▶ _What you will do_:
The required result is a copy of each line below in which "example" appears.
■ ■ ■ ■
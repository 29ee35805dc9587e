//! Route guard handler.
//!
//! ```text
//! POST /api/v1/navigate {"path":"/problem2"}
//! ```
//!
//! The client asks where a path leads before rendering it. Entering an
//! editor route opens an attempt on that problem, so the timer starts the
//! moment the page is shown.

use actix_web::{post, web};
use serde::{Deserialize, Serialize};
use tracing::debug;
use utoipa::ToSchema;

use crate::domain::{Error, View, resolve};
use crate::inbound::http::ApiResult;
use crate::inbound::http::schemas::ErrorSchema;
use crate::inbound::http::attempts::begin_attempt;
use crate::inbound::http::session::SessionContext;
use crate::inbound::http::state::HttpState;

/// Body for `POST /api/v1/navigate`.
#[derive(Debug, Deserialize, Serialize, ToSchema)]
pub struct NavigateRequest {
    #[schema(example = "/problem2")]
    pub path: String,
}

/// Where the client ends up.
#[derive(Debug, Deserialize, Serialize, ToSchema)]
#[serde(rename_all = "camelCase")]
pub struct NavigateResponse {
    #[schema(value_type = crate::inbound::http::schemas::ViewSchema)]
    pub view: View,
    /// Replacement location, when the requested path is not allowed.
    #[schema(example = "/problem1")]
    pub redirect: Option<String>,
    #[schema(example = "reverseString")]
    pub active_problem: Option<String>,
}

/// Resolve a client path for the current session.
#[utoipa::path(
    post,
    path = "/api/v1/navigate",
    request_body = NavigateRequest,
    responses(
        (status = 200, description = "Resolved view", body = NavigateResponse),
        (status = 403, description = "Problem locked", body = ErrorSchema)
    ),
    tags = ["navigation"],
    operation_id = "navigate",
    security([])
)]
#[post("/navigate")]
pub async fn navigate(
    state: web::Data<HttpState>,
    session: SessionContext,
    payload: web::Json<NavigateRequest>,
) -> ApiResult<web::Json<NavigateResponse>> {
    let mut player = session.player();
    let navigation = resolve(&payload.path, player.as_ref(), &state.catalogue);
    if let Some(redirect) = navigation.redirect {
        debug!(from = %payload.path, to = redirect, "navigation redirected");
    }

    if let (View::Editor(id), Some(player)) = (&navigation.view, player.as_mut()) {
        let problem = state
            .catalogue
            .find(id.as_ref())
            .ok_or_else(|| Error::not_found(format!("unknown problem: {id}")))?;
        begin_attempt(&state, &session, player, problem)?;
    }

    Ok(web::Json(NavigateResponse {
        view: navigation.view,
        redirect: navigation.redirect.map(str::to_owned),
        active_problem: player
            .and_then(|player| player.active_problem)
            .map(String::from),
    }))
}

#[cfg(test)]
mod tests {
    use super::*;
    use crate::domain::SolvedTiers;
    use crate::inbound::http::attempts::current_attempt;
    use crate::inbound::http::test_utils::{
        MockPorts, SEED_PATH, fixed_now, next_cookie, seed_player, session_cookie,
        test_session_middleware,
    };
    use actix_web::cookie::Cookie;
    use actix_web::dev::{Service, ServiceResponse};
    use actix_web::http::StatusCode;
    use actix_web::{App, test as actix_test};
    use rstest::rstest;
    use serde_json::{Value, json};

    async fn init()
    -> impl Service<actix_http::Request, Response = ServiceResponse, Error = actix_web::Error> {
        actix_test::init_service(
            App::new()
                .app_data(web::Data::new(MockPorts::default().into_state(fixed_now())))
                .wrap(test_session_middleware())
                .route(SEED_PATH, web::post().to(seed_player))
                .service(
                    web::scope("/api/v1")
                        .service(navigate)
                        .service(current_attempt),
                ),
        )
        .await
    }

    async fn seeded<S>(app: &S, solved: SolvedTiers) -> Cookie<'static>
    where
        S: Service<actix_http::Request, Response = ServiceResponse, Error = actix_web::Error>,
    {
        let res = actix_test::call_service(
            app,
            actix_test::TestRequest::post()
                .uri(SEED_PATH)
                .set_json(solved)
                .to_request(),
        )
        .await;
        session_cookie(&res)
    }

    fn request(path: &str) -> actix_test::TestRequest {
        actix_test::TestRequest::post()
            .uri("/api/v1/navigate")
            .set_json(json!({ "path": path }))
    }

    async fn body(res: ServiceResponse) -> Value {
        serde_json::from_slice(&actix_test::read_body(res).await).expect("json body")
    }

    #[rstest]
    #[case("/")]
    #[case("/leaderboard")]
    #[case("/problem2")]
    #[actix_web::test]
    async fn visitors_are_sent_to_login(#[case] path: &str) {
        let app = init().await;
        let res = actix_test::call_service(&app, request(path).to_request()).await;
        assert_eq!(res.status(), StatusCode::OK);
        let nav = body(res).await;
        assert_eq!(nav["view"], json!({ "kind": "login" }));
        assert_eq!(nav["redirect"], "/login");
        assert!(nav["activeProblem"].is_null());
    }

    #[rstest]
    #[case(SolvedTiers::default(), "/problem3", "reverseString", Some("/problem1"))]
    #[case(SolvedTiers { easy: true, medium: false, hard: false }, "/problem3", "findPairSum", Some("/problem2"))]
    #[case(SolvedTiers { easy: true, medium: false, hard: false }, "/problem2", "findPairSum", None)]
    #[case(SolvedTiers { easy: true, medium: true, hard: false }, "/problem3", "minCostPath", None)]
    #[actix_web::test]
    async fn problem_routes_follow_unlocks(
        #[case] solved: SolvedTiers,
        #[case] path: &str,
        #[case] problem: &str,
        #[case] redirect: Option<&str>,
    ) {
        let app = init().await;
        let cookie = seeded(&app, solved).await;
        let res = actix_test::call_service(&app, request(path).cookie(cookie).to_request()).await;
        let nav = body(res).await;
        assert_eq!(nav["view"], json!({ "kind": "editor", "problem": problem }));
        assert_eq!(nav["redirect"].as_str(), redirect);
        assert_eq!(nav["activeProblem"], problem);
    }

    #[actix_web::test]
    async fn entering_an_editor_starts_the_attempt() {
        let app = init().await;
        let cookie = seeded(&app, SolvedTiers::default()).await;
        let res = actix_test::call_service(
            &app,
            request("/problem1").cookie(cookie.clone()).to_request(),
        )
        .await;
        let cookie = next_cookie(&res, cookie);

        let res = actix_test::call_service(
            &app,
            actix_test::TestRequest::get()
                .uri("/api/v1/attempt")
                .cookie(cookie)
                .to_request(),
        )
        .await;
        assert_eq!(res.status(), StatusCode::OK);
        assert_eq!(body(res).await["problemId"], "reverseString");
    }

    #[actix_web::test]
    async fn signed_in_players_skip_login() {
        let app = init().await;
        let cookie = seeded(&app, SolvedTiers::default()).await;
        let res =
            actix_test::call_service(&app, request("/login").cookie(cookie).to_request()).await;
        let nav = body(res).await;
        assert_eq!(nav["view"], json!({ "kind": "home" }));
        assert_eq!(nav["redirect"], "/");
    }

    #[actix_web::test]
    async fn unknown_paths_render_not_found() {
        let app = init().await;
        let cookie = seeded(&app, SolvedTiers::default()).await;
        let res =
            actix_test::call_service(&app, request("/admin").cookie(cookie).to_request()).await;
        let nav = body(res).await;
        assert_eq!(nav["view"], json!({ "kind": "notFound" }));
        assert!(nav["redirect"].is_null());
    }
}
■ ■ ■ ■
▶ _Exercise answer_:
    #[schema(example = "/problem2")]
    #[schema(example = "/problem1")]
    #[schema(example = "reverseString")]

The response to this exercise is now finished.